**Activity**
Scan the data and please report how many lines include the word "Online". Leave out everything but the number.
=====
use crate::device::Zone;
use serde::Serialize;

/// Overlay rectangle in normalized facility space.
#[derive(Debug, Clone, Copy, Serialize, PartialEq)]
pub struct ZoneRect {
    pub x: f64,
    pub y: f64,
    pub width: f64,
    pub height: f64,
}

impl ZoneRect {
    const fn new(x: f64, y: f64, width: f64, height: f64) -> Self {
        Self {
            x,
            y,
            width,
            height,
        }
    }

    pub fn contains(&self, x: f64, y: f64) -> bool {
        x >= self.x && x <= self.x + self.width && y >= self.y && y <= self.y + self.height
    }
}

const ZONE_LAYOUT: [(Zone, ZoneRect); 6] = [
    (Zone::ServerRoom, ZoneRect::new(5.0, 5.0, 20.0, 25.0)),
    (Zone::OfficeNorth, ZoneRect::new(30.0, 5.0, 40.0, 25.0)),
    (Zone::Warehouse, ZoneRect::new(75.0, 5.0, 20.0, 60.0)),
    (Zone::OfficeSouth, ZoneRect::new(30.0, 35.0, 40.0, 30.0)),
    (Zone::ParkingLot, ZoneRect::new(5.0, 70.0, 30.0, 25.0)),
    (Zone::Lobby, ZoneRect::new(40.0, 70.0, 25.0, 25.0)),
];

/// Overlay rectangle for a zone; `Unknown` has none.
pub fn zone_geometry(zone: Zone) -> Option<ZoneRect> {
    ZONE_LAYOUT
        .iter()
        .find(|(candidate, _)| *candidate == zone)
        .map(|(_, rect)| *rect)
}

/// Every zone with an overlay, in drawing order.
pub fn zone_layout() -> impl Iterator<Item = (Zone, ZoneRect)> {
    ZONE_LAYOUT.into_iter()
}

#[cfg(test)]
mod tests {
    use super::*;

    #[test]
    fn every_named_zone_has_geometry_inside_the_grid() {
        for zone in Zone::ALL {
            match zone_geometry(zone) {
                Some(rect) => {
                    assert!(rect.x >= 0.0 && rect.x + rect.width <= 100.0);
                    assert!(rect.y >= 0.0 && rect.y + rect.height <= 100.0);
                }
                None => assert_eq!(zone, Zone::Unknown),
            }
        }
    }

    #[test]
    fn zone_overlays_do_not_overlap() {
        let rects: Vec<_> = zone_layout().map(|(_, rect)| rect).collect();
        for (i, a) in rects.iter().enumerate() {
            for b in rects.iter().skip(i + 1) {
                let disjoint = a.x + a.width <= b.x
                    || b.x + b.width <= a.x
                    || a.y + a.height <= b.y
                    || b.y + b.height <= a.y;
                assert!(disjoint, "{:?} overlaps {:?}", a, b);
            }
        }
    }

    #[test]
    fn contains_is_inclusive_of_edges() {
        let rect = zone_geometry(Zone::Lobby).unwrap();
        assert!(rect.contains(40.0, 70.0));
        assert!(rect.contains(65.0, 95.0));
        assert!(!rect.contains(39.9, 80.0));
    }
}
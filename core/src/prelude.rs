/// Common error type for the telemetry core.
#[derive(thiserror::Error, Debug, Clone, PartialEq)]
pub enum FleetError {
    #[error("configuration error: {0}")]
    Configuration(String),
    #[error("invariant violation: {0}")]
    InvariantViolation(String),
    #[error("unknown device: {0}")]
    UnknownDevice(String),
    #[error("duplicate device: {0}")]
    DuplicateDevice(String),
    #[error("runtime unavailable: {0}")]
    Runtime(String),
}

pub type FleetResult<T> = Result<T, FleetError>;

/// Failures of the external classification and summary collaborators.
///
/// These never leave the enrichment boundary; callers receive fallback values.
#[derive(thiserror::Error, Debug, Clone, PartialEq)]
pub enum EnrichmentError {
    #[error("transport failure: {0}")]
    Transport(String),
    #[error("unparseable response: {0}")]
    Parse(String),
    #[error("collaborator unavailable: {0}")]
    Unavailable(String),
    #[error("collaborator timed out after {0} ms")]
    Timeout(u64),
    #[error("collaborator has no credentials configured")]
    Unconfigured,
}
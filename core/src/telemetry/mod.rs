pub mod metrics;

pub use metrics::{EngineMetrics, MetricsSnapshot};
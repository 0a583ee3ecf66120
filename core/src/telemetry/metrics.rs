use serde::Serialize;
use std::sync::Mutex;

/// Running counters for the telemetry engine.
pub struct EngineMetrics {
    inner: Mutex<MetricsSnapshot>,
}

#[derive(Debug, Clone, Copy, Default, Serialize, PartialEq, Eq)]
pub struct MetricsSnapshot {
    pub ticks: u64,
    pub failed_ticks: u64,
    pub classifier_fallbacks: u64,
    pub summary_fallbacks: u64,
    pub markers_created: u64,
    pub markers_updated: u64,
    pub markers_removed: u64,
}

impl EngineMetrics {
    pub fn new() -> Self {
        Self {
            inner: Mutex::new(MetricsSnapshot::default()),
        }
    }

    fn with<F: FnOnce(&mut MetricsSnapshot)>(&self, apply: F) {
        if let Ok(mut metrics) = self.inner.lock() {
            apply(&mut metrics);
        }
    }

    pub fn record_tick(&self) {
        self.with(|m| m.ticks += 1);
    }

    pub fn record_failed_tick(&self) {
        self.with(|m| m.failed_ticks += 1);
    }

    pub fn record_classifier_fallback(&self) {
        self.with(|m| m.classifier_fallbacks += 1);
    }

    pub fn record_summary_fallback(&self) {
        self.with(|m| m.summary_fallbacks += 1);
    }

    pub fn record_render_plan(&self, created: usize, updated: usize, removed: usize) {
        self.with(|m| {
            m.markers_created += created as u64;
            m.markers_updated += updated as u64;
            m.markers_removed += removed as u64;
        });
    }

    pub fn snapshot(&self) -> MetricsSnapshot {
        if let Ok(metrics) = self.inner.lock() {
            *metrics
        } else {
            MetricsSnapshot::default()
        }
    }
}

impl Default for EngineMetrics {
    fn default() -> Self {
        Self::new()
    }
}
pub mod http;

pub use http::{GenerativeClient, HttpClassifier, HttpSummarizer, UnconfiguredBackend};
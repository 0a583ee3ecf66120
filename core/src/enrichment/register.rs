use crate::clock::Clock;
use crate::device::{Device, DeviceStatus, DeviceStore, RiskLevel, Zone};
use crate::enrichment::classify::{DeviceProfile, EnrichmentPipeline};
use crate::prelude::{FleetError, FleetResult};
use crate::projection::FacilityBounds;
use log::info;
use rand::{rngs::StdRng, Rng, SeedableRng};
use serde::{Deserialize, Serialize};
use std::sync::{Arc, Mutex, PoisonError};

const ID_ALPHABET: &[u8] = b"0123456789abcdefghijklmnopqrstuvwxyz";
const ID_LEN: usize = 9;
const ID_ATTEMPTS: usize = 8;
const PLACEHOLDER_MAC: &str = "00:00:00:00:00:00";
const UNNAMED_DEVICE: &str = "Unnamed Device";

/// Operator-supplied details for a device registered without classification.
#[derive(Debug, Clone, Serialize, Deserialize, PartialEq)]
#[serde(rename_all = "camelCase", default)]
pub struct ManualEntry {
    pub name: String,
    pub mac_address: String,
    #[serde(rename = "type")]
    pub device_type: String,
    pub manufacturer: String,
    pub zone: Zone,
    pub risk_level: RiskLevel,
    pub notes: String,
}

impl Default for ManualEntry {
    fn default() -> Self {
        Self {
            name: String::new(),
            mac_address: String::new(),
            device_type: "Generic Device".into(),
            manufacturer: "Unknown".into(),
            zone: Zone::Lobby,
            risk_level: RiskLevel::Low,
            notes: String::new(),
        }
    }
}

struct Descriptive<'a> {
    mac_address: &'a str,
    name: String,
    manufacturer: &'a str,
    device_type: &'a str,
    zone: Zone,
    risk_level: RiskLevel,
    notes: &'a str,
}

fn or_placeholder(value: &str, placeholder: &str) -> String {
    if value.trim().is_empty() {
        placeholder.to_string()
    } else {
        value.to_string()
    }
}

/// Turns a classified profile or a manual entry into a new tracked device.
///
/// New devices start Online somewhere in the inner 80 % of the facility.
/// Classified devices land in zone Unknown until someone places them.
pub struct Registrar {
    bounds: FacilityBounds,
    clock: Arc<dyn Clock>,
    rng: Mutex<StdRng>,
}

impl Registrar {
    pub fn new(
        bounds: FacilityBounds,
        clock: Arc<dyn Clock>,
        seed: Option<u64>,
    ) -> FleetResult<Self> {
        bounds.validate()?;
        let rng = match seed {
            Some(seed) => StdRng::seed_from_u64(seed),
            None => StdRng::from_entropy(),
        };
        Ok(Self {
            bounds,
            clock,
            rng: Mutex::new(rng),
        })
    }

    pub fn build(&self, identifier: &str, profile: &DeviceProfile) -> Device {
        self.assemble(Descriptive {
            mac_address: identifier,
            name: format!("{} {}", profile.manufacturer, profile.device_type),
            manufacturer: &profile.manufacturer,
            device_type: &profile.device_type,
            zone: Zone::Unknown,
            risk_level: profile.risk_level,
            notes: &profile.usage_note,
        })
    }

    pub fn build_manual(&self, entry: &ManualEntry) -> Device {
        self.assemble(Descriptive {
            mac_address: &entry.mac_address,
            name: or_placeholder(&entry.name, UNNAMED_DEVICE),
            manufacturer: &entry.manufacturer,
            device_type: &entry.device_type,
            zone: entry.zone,
            risk_level: entry.risk_level,
            notes: &entry.notes,
        })
    }

    fn assemble(&self, fields: Descriptive<'_>) -> Device {
        let now = self.clock.now_ms();
        let mut rng = self.rng.lock().unwrap_or_else(PoisonError::into_inner);
        let id: String = (0..ID_LEN)
            .map(|_| ID_ALPHABET[rng.gen_range(0..ID_ALPHABET.len())] as char)
            .collect();
        let (latitude, longitude) = self
            .bounds
            .unproject(rng.gen_range(10.0..90.0), rng.gen_range(10.0..90.0));

        Device {
            id,
            mac_address: or_placeholder(fields.mac_address, PLACEHOLDER_MAC),
            ip_address: format!("192.168.1.{}", rng.gen_range(0..254)),
            name: fields.name,
            manufacturer: fields.manufacturer.to_string(),
            device_type: fields.device_type.to_string(),
            status: DeviceStatus::Online,
            zone: fields.zone,
            last_seen: now,
            first_seen: now,
            signal_strength: -rng.gen_range(30..70),
            latitude,
            longitude,
            risk_level: fields.risk_level,
            notes: fields.notes.to_string(),
        }
    }

    /// Classifies `identifier` and inserts the resulting device.
    pub async fn register(
        &self,
        identifier: &str,
        pipeline: &EnrichmentPipeline,
        store: &DeviceStore,
    ) -> FleetResult<Device> {
        let profile = pipeline.classify(identifier).await;
        self.insert_fresh(identifier, store, || self.build(identifier, &profile))
    }

    /// Inserts a device described entirely by the operator.
    pub fn register_manual(
        &self,
        entry: &ManualEntry,
        store: &DeviceStore,
    ) -> FleetResult<Device> {
        self.insert_fresh(&entry.mac_address, store, || self.build_manual(entry))
    }

    fn insert_fresh<F>(
        &self,
        label: &str,
        store: &DeviceStore,
        mut build: F,
    ) -> FleetResult<Device>
    where
        F: FnMut() -> Device,
    {
        for _ in 0..ID_ATTEMPTS {
            let device = build();
            match store.insert(device.clone()) {
                Ok(()) => {
                    info!("registered {} as {} ({})", label, device.id, device.name);
                    return Ok(device);
                }
                Err(FleetError::DuplicateDevice(_)) => continue,
                Err(err) => return Err(err),
            }
        }
        Err(FleetError::DuplicateDevice(format!(
            "no free id for {} after {} attempts",
            label, ID_ATTEMPTS
        )))
    }
}
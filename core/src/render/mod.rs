pub mod marker;
pub mod reconcile;

pub use marker::{format_duration, MarkerState, MarkerTone, PopupContent, VisualDescriptor};
pub use reconcile::{reconcile, MarkerCommand, MarkerTable, RenderPlan, RenderReconciler};
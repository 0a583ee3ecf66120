use crate::device::RiskLevel;
use crate::prelude::EnrichmentError;
use crate::telemetry::EngineMetrics;
use async_trait::async_trait;
use log::{debug, warn};
use serde::{Deserialize, Serialize};
use std::sync::Arc;
use std::time::Duration;

/// Raw hypothesis returned by the external classifier.
#[derive(Debug, Clone, Serialize, Deserialize, PartialEq)]
#[serde(rename_all = "camelCase")]
pub struct ClassifierResponse {
    pub manufacturer: String,
    pub device_type: String,
    /// Free text such as "High - unregistered OUI".
    pub security_risk: String,
    pub likely_usage: String,
}

impl ClassifierResponse {
    pub fn from_json(text: &str) -> Result<Self, EnrichmentError> {
        if text.trim().is_empty() {
            return Err(EnrichmentError::Parse("empty classifier response".into()));
        }
        serde_json::from_str(text).map_err(|err| EnrichmentError::Parse(err.to_string()))
    }
}

/// Structured profile used to register a device.
#[derive(Debug, Clone, Serialize, Deserialize, PartialEq)]
#[serde(rename_all = "camelCase")]
pub struct DeviceProfile {
    pub manufacturer: String,
    pub device_type: String,
    pub risk_level: RiskLevel,
    pub usage_note: String,
}

impl DeviceProfile {
    /// Profile substituted whenever classification fails.
    pub fn fallback() -> Self {
        Self {
            manufacturer: "Unknown".into(),
            device_type: "Unidentified Generic Device".into(),
            risk_level: RiskLevel::Low,
            usage_note: "General Network Traffic".into(),
        }
    }
}

impl From<ClassifierResponse> for DeviceProfile {
    fn from(response: ClassifierResponse) -> Self {
        Self {
            risk_level: RiskLevel::from_assessment(&response.security_risk),
            manufacturer: response.manufacturer,
            device_type: response.device_type,
            usage_note: response.likely_usage,
        }
    }
}

/// External hardware-address classifier.
///
/// Identifiers are opaque; implementations must not validate their format.
#[async_trait]
pub trait Classifier: Send + Sync {
    async fn classify(&self, identifier: &str) -> Result<ClassifierResponse, EnrichmentError>;
}

/// Classification with a single bounded attempt and a fixed fallback.
#[derive(Clone)]
pub struct EnrichmentPipeline {
    classifier: Arc<dyn Classifier>,
    timeout: Duration,
    metrics: Arc<EngineMetrics>,
}

impl EnrichmentPipeline {
    pub fn new(
        classifier: Arc<dyn Classifier>,
        timeout: Duration,
        metrics: Arc<EngineMetrics>,
    ) -> Self {
        Self {
            classifier,
            timeout,
            metrics,
        }
    }

    /// Never fails: any error or timeout yields [`DeviceProfile::fallback`].
    pub async fn classify(&self, identifier: &str) -> DeviceProfile {
        let call = self.classifier.classify(identifier);
        let outcome = match tokio::time::timeout(self.timeout, call).await {
            Ok(result) => result,
            Err(_) => Err(EnrichmentError::Timeout(self.timeout.as_millis() as u64)),
        };
        match outcome {
            Ok(response) => {
                debug!("classified {} as {}", identifier, response.device_type);
                response.into()
            }
            Err(err) => {
                warn!("classification of {} failed, using fallback: {}", identifier, err);
                self.metrics.record_classifier_fallback();
                DeviceProfile::fallback()
            }
        }
    }
}


#[cfg(test)]
mod tests {
    use super::stubs::*;
    use super::*;
    use std::sync::atomic::Ordering;

    fn pipeline(classifier: Arc<dyn Classifier>) -> (EnrichmentPipeline, Arc<EngineMetrics>) {
        let metrics = Arc::new(EngineMetrics::new());
        (
            EnrichmentPipeline::new(classifier, Duration::from_secs(5), metrics.clone()),
            metrics,
        )
    }

    #[tokio::test]
    async fn failing_backend_yields_documented_fallback() {
        let backend = Arc::new(FailingClassifier::new());
        let (pipeline, metrics) = pipeline(backend.clone());
        let profile = pipeline.classify("invalid-mac").await;
        assert_eq!(
            profile,
            DeviceProfile {
                manufacturer: "Unknown".into(),
                device_type: "Unidentified Generic Device".into(),
                risk_level: RiskLevel::Low,
                usage_note: "General Network Traffic".into(),
            }
        );
        assert_eq!(backend.calls.load(Ordering::SeqCst), 1);
        assert_eq!(metrics.snapshot().classifier_fallbacks, 1);
    }

    #[tokio::test]
    async fn successful_response_maps_risk_text() {
        let (pipeline, metrics) = pipeline(Arc::new(CannedClassifier(camera_response())));
        let profile = pipeline.classify("A4:C3:F0:00:00:01").await;
        assert_eq!(profile.manufacturer, "Hikvision");
        assert_eq!(profile.device_type, "IoT Camera");
        assert_eq!(profile.risk_level, RiskLevel::High);
        assert_eq!(profile.usage_note, "Perimeter surveillance");
        assert_eq!(metrics.snapshot().classifier_fallbacks, 0);
    }

    #[tokio::test(start_paused = true)]
    async fn hanging_backend_times_out_to_fallback() {
        let (pipeline, _) = pipeline(Arc::new(HangingClassifier));
        assert_eq!(pipeline.classify("00:11:22:33:44:55").await, DeviceProfile::fallback());
    }

    #[test]
    fn response_parses_from_json_text() {
        let text = r#"{"manufacturer":"Apple, Inc.","deviceType":"Laptop","securityRisk":"Low","likelyUsage":"Personal use"}"#;
        let response = ClassifierResponse::from_json(text).unwrap();
        assert_eq!(response.device_type, "Laptop");
        assert!(matches!(
            ClassifierResponse::from_json("not json"),
            Err(EnrichmentError::Parse(_))
        ));
        assert!(ClassifierResponse::from_json("  ").is_err());
    }
}
//! Geocoordinate projection into renderable map space.
//!
//! Two strategies share the [`Projector`] capability: a bounded facility grid
//! that maps into `[0, 100] x [0, 100]` and a tile-map pass-through for
//! renderers that place markers by latitude/longitude themselves.

pub mod bounds;
pub mod local;
pub mod tile_map;
pub mod zones;

pub use bounds::FacilityBounds;
pub use local::LocalProjector;
pub use tile_map::TileMapProjector;
pub use zones::{zone_geometry, ZoneRect};

use crate::prelude::FleetResult;
use serde::{Deserialize, Serialize};
use std::sync::Arc;

#[derive(Debug, Clone, Copy, Serialize, Deserialize, PartialEq, Eq, Default)]
#[serde(rename_all = "snake_case")]
pub enum ProjectionMode {
    Local,
    #[default]
    TileMap,
}

/// Position of a marker in the space of the active projection.
#[derive(Debug, Clone, Copy, Serialize, Deserialize, PartialEq)]
#[serde(tag = "kind", rename_all = "snake_case")]
pub enum ProjectedPosition {
    /// Percentage of the viewport, both axes in `[0, 100]`.
    Grid { x: f64, y: f64 },
    Geo { lat: f64, lng: f64 },
}

pub trait Projector: Send + Sync {
    fn mode(&self) -> ProjectionMode;
    fn project(&self, latitude: f64, longitude: f64) -> ProjectedPosition;
}

#[derive(Debug, Clone, Serialize, Deserialize, PartialEq, Default)]
#[serde(default)]
pub struct ProjectionConfig {
    pub mode: ProjectionMode,
    pub bounds: FacilityBounds,
}

/// Builds the configured strategy, failing on degenerate local bounds.
pub fn build_projector(config: &ProjectionConfig) -> FleetResult<Arc<dyn Projector>> {
    match config.mode {
        ProjectionMode::Local => Ok(Arc::new(LocalProjector::new(config.bounds)?)),
        ProjectionMode::TileMap => Ok(Arc::new(TileMapProjector)),
    }
}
=====
**Answer to this problem**
2